Keith Walwyn

Personal information
- Full name: Kenford Keith Ian Walwyn
- Date of birth: 17 February 1956
- Place of birth: Nevis, Saint Kitts and Nevis
- Date of death: 15 April 2003 (aged 47)
- Place of death: Liverpool, England
- Height: 6 ft 1 in (1.85 m)
- Position(s): Striker

Senior career*
- Years: Team / Apps / (Gls)
- 1977–1978: Guiseley / ? / (?)
- 1979: Winterton Rangers / ? / (?)
- 1979–1981: Chesterfield / 3 / (2)
- 1981–1987: York City / 245 / (140)
- 1987–1989: Blackpool / 69 / (16)
- 1989–1991: Carlisle United / 62 / (15)
- 1991: Kettering Town / 7 / (1)
- Total:  / 386 + ? / (174 + ?)

= Keith Walwyn =

Kittitian footballer (1956–2003)

Kenford Keith Ian Walwyn (17 February 1956 – 15 April 2003) was a Kittitian footballer who played as a striker.

==Career==
Born in Nevis, Saint Kitts and Nevis, Walwyn had trials for Barnsley and Preston North End before playing for Guiseley from 1977 to 1978. Following a trial with Bradford City he joined Winterton Rangers in 1979 before signing for Chesterfield in November 1979 for a fee of £5,000. He appeared only three times for the club's first team, scoring two goals, despite being a regular scorer in the reserve team. He was signed by York City for a fee of £4,000 in July 1981. During his time with the club, Walwyn played 291 games and scored 140 goals (119 in the league), becoming the club's second all-time top scorer behind Norman Wilkinson. This tally included 25 goals in City's historic 1983–84 Fourth Division championship-winning side. He won the Clubman of the Year trophy for the 1981–82 and 1986–87 seasons.

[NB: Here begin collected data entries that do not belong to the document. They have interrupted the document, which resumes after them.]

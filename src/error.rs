//! Error types for release_deploy operations.
//!
//! Every fatal failure of a run is classified by the stage it can happen in,
//! so the operator knows whether anything was already published. Per-platform
//! failures are modelled separately and never abort a run.

use crate::platform::Platform;
use std::path::PathBuf;
use thiserror::Error;

/// Result type alias for release_deploy operations
pub type Result<T> = std::result::Result<T, ReleaseError>;

/// Main error type for all release_deploy operations
#[derive(Error, Debug)]
pub enum ReleaseError {
    /// Missing or malformed configuration
    #[error("Configuration error: {0}")]
    Config(#[from] ConfigError),

    /// Repository or operator preconditions not met
    #[error("Precondition failed: {0}")]
    Precondition(#[from] PreconditionError),

    /// Build/check suite failed on the commit being released
    #[error("Verification failed: {0}")]
    Verification(#[from] VerificationError),

    /// Tagging, pushing or release creation failed
    #[error("Publish error: {0}")]
    Publish(#[from] PublishError),

    /// A single platform could not be built or uploaded
    #[error("Platform error: {0}")]
    Platform(#[from] PlatformError),

    /// Deployment service notification failed
    #[error("Notification error: {0}")]
    Notification(#[from] NotificationError),

    /// Git command errors outside tagging and pushing
    #[error("Git error: {0}")]
    Git(#[from] GitError),

    /// Run state persistence errors
    #[error("State error: {0}")]
    State(#[from] StateError),

    /// CLI argument and prompt errors
    #[error("CLI error: {0}")]
    Cli(#[from] CliError),

    /// A throttle was closed while a unit of work waited on it
    #[error("Throttle '{name}' is closed")]
    ThrottleClosed {
        /// Throttle name
        name: &'static str,
    },

    /// IO errors
    #[error("IO error: {0}")]
    Io(#[from] std::io::Error),

    /// JSON serialization errors
    #[error("JSON error: {0}")]
    Json(#[from] serde_json::Error),
}

/// Configuration errors. Always raised before any side effect.
#[derive(Error, Debug)]
pub enum ConfigError {
    /// Required environment variable is unset or empty
    #[error("environment variable {name} cannot be empty")]
    MissingVariable {
        /// Variable name
        name: &'static str,
    },

    /// Optional variable present but malformed
    #[error("invalid value for {name}: {reason}")]
    InvalidValue {
        /// Variable name
        name: &'static str,
        /// Reason for the error
        reason: String,
    },

    /// Resume selector not recognised
    #[error("unknown resume token '{token}' (expected one of: {expected})")]
    UnknownResumeToken {
        /// Token supplied by the operator
        token: String,
        /// Accepted tokens
        expected: String,
    },

    /// Required executable not on PATH
    #[error("required tool '{tool}' not found on PATH")]
    ToolNotFound {
        /// Executable name
        tool: String,
    },

    /// No remote to infer the GitHub repository from
    #[error("no '{remote}' remote to infer the GitHub repository from")]
    MissingRemote {
        /// Remote name
        remote: &'static str,
    },

    /// Source repository path does not exist
    #[error("repository path {path} does not exist")]
    RepositoryNotFound {
        /// Configured path
        path: PathBuf,
    },
}

/// Precondition errors. Raised before tagging or pushing.
#[derive(Error, Debug)]
pub enum PreconditionError {
    /// Tracked files differ from HEAD
    #[error("working copy is not clean: {changes} tracked file(s) modified")]
    DirtyWorkingTree {
        /// Number of modified tracked files
        changes: usize,
        /// Porcelain status lines
        status: Vec<String>,
    },

    /// Operator declined a confirmation
    #[error("deploy cancelled by user: {reason}")]
    UserAborted {
        /// What the operator declined
        reason: String,
    },
}

/// Verification errors. Raised before tagging or pushing.
#[derive(Error, Debug)]
pub enum VerificationError {
    /// The check suite reported failure
    #[error("checks failed on {reference}")]
    ChecksFailed {
        /// Commit the checks ran against
        reference: String,
        /// Diagnostic log from the build environment
        log: String,
    },

    /// The build environment could not be opened
    #[error("opening build environment for {reference}: {reason}")]
    EnvironmentUnavailable {
        /// Tag or commit
        reference: String,
        /// Reason for the error
        reason: String,
    },
}

/// Publish errors. Some of these happen after the tag was pushed.
#[derive(Error, Debug)]
pub enum PublishError {
    /// Creating the signed tag failed
    #[error("creating signed tag {tag}: {reason}")]
    TagFailed {
        /// Tag name
        tag: String,
        /// Reason for the error
        reason: String,
    },

    /// Pushing commits or tags failed
    #[error("{operation}: {reason}")]
    PushFailed {
        /// `git push` or `git push --tags`
        operation: String,
        /// Reason for the error
        reason: String,
    },

    /// Release host rejected or could not be reached for release creation
    #[error("creating release {tag}: {reason}")]
    ReleaseCreationFailed {
        /// Tag name
        tag: String,
        /// Reason for the error
        reason: String,
    },

    /// Uploading an asset to the release failed
    #[error("uploading asset {asset}: {reason}")]
    AssetUploadFailed {
        /// Asset name
        asset: String,
        /// Reason for the error
        reason: String,
    },

    /// Removing an asset from the release failed
    #[error("deleting asset {asset}: {reason}")]
    AssetDeleteFailed {
        /// Asset name
        asset: String,
        /// Reason for the error
        reason: String,
    },

    /// Fetching an asset back from the release failed
    #[error("downloading asset {asset}: {reason}")]
    AssetDownloadFailed {
        /// Asset name
        asset: String,
        /// Reason for the error
        reason: String,
    },

    /// Release host credentials or connectivity check failed
    #[error("release host unavailable: {reason}")]
    HostUnavailable {
        /// Reason for the error
        reason: String,
    },
}

/// Per-platform errors. Logged and recorded, never fatal.
#[derive(Error, Debug, Clone)]
pub enum PlatformError {
    /// Build collaborator failed for this platform
    #[error("building {platform}: {reason}")]
    BuildFailed {
        /// Platform
        platform: Platform,
        /// Reason for the error
        reason: String,
    },

    /// Upload of the built artifact failed
    #[error("uploading {platform}: {reason}")]
    UploadFailed {
        /// Platform
        platform: Platform,
        /// Reason for the error
        reason: String,
    },

    /// The unit of work ended abnormally
    #[error("unit of work for {platform} aborted: {reason}")]
    UnitAborted {
        /// Platform
        platform: Platform,
        /// Reason for the error
        reason: String,
    },
}

impl PlatformError {
    /// Platform this error belongs to
    pub fn platform(&self) -> &Platform {
        match self {
            PlatformError::BuildFailed { platform, .. }
            | PlatformError::UploadFailed { platform, .. }
            | PlatformError::UnitAborted { platform, .. } => platform,
        }
    }
}

/// Deployment notification errors
#[derive(Error, Debug)]
pub enum NotificationError {
    /// Request could not be sent or the response not read
    #[error("network error deploying to {url}: {reason}")]
    Network {
        /// Endpoint
        url: String,
        /// Reason for the error
        reason: String,
    },

    /// Endpoint answered with status >= 400
    #[error("deploy to build server failed, HTTP {status}: {body}")]
    Rejected {
        /// HTTP status code
        status: u16,
        /// Response body
        body: String,
    },
}

/// Git command errors
#[derive(Error, Debug)]
pub enum GitError {
    /// Not a git repository
    #[error("{path} is not a git repository")]
    NotRepository {
        /// Path inspected
        path: PathBuf,
    },

    /// A git invocation failed
    #[error("git {command} failed: {reason}")]
    CommandFailed {
        /// Subcommand and arguments
        command: String,
        /// Reason for the error
        reason: String,
    },
}

/// State management errors
#[derive(Error, Debug)]
pub enum StateError {
    /// State file corrupted
    #[error("State file corrupted: {reason}")]
    Corrupted {
        /// Reason for the error
        reason: String,
    },

    /// State file version mismatch
    #[error("State file version mismatch: expected {expected}, found {found}")]
    VersionMismatch {
        /// Expected version
        expected: String,
        /// Found version
        found: String,
    },

    /// Failed to save state
    #[error("Failed to save state: {reason}")]
    SaveFailed {
        /// Reason for the error
        reason: String,
    },

    /// Failed to load state
    #[error("Failed to load state: {reason}")]
    LoadFailed {
        /// Reason for the error
        reason: String,
    },
}

/// CLI-specific errors
#[derive(Error, Debug)]
pub enum CliError {
    /// Invalid command line arguments
    #[error("Invalid arguments: {reason}")]
    InvalidArguments {
        /// Reason for the error
        reason: String,
    },

    /// Interactive prompt failed
    #[error("Prompt failed: {reason}")]
    PromptFailed {
        /// Reason for the error
        reason: String,
    },
}

impl ReleaseError {
    /// Get actionable recovery suggestions for this error
    pub fn recovery_suggestions(&self) -> Vec<String> {
        match self {
            ReleaseError::Config(ConfigError::MissingVariable { name }) => vec![
                format!("Export {name} before running the release"),
                "Required: GITHUB_TOKEN, DEVPORTAL_ID, DEVPORTAL_KEY, RELEASE_REPO_PATH".to_string(),
            ],
            ReleaseError::Config(ConfigError::MissingRemote { remote }) => vec![
                "Set RELEASE_GITHUB_REPO=owner/repo".to_string(),
                format!("Or add the remote: git remote add {remote} git@github.com:owner/repo.git"),
            ],
            ReleaseError::Config(ConfigError::UnknownResumeToken { .. }) => vec![
                "Omit --resume to start a new release".to_string(),
                "Use --resume publish if a tag was pushed but a later step failed".to_string(),
            ],
            ReleaseError::Precondition(PreconditionError::DirtyWorkingTree { .. }) => vec![
                "Commit pending changes: git add . && git commit -m 'message'".to_string(),
                "Stash changes temporarily: git stash".to_string(),
            ],
            ReleaseError::Verification(VerificationError::ChecksFailed { .. }) => vec![
                "Fix the failing checks shown in the log above, then start a new release"
                    .to_string(),
            ],
            ReleaseError::Publish(PublishError::TagFailed { .. }) => vec![
                "Check that a signing key is configured: git config user.signingkey".to_string(),
                "Make sure the tag does not already exist: git tag -l".to_string(),
            ],
            ReleaseError::Publish(PublishError::PushFailed { .. }) => vec![
                "Verify git remote access: git remote -v".to_string(),
                "If the tag reached the remote, continue with --resume publish".to_string(),
            ],
            ReleaseError::Publish(PublishError::ReleaseCreationFailed { .. })
            | ReleaseError::Notification(_)
            | ReleaseError::ThrottleClosed { .. } => vec![
                "The tag is already pushed; continue with --resume publish".to_string(),
            ],
            ReleaseError::State(_) => vec![
                "Check that RELEASE_STATE_DIR is writable".to_string(),
                "If the tag reached the remote, continue with --resume publish".to_string(),
            ],
            ReleaseError::Publish(PublishError::HostUnavailable { .. }) => vec![
                "Verify GITHUB_TOKEN is valid and has repo scope".to_string(),
            ],
            _ => vec!["Check the error message above for specific details".to_string()],
        }
    }

    /// Check if this error is recoverable by re-invoking the tool
    pub fn is_recoverable(&self) -> bool {
        !matches!(
            self,
            ReleaseError::Config(_)
                | ReleaseError::Precondition(PreconditionError::UserAborted { .. })
                | ReleaseError::Verification(_)
        )
    }

    /// Whether external state (a pushed tag) may exist after this error
    pub fn may_have_side_effects(&self) -> bool {
        matches!(
            self,
            ReleaseError::Publish(PublishError::PushFailed { .. })
                | ReleaseError::Publish(PublishError::ReleaseCreationFailed { .. })
                | ReleaseError::Notification(_)
                | ReleaseError::ThrottleClosed { .. }
                | ReleaseError::State(_)
        )
    }
}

He was transferred to Blackpool for a transfer tribunal-set fee of £35,000 in July 1987, and scored 16 league goals in 69 appearances for the club. He moved next, in July 1989, to Carlisle United, who would prove to be his last League club. The final club he played for was non-League side Kettering Town, whom he signed for in February 1991. He made seven appearances and scored one goal for Kettering in the Football Conference. He was forced to quit playing in March after he collapsed in a match against Altrincham. He later had a pacemaker fitted.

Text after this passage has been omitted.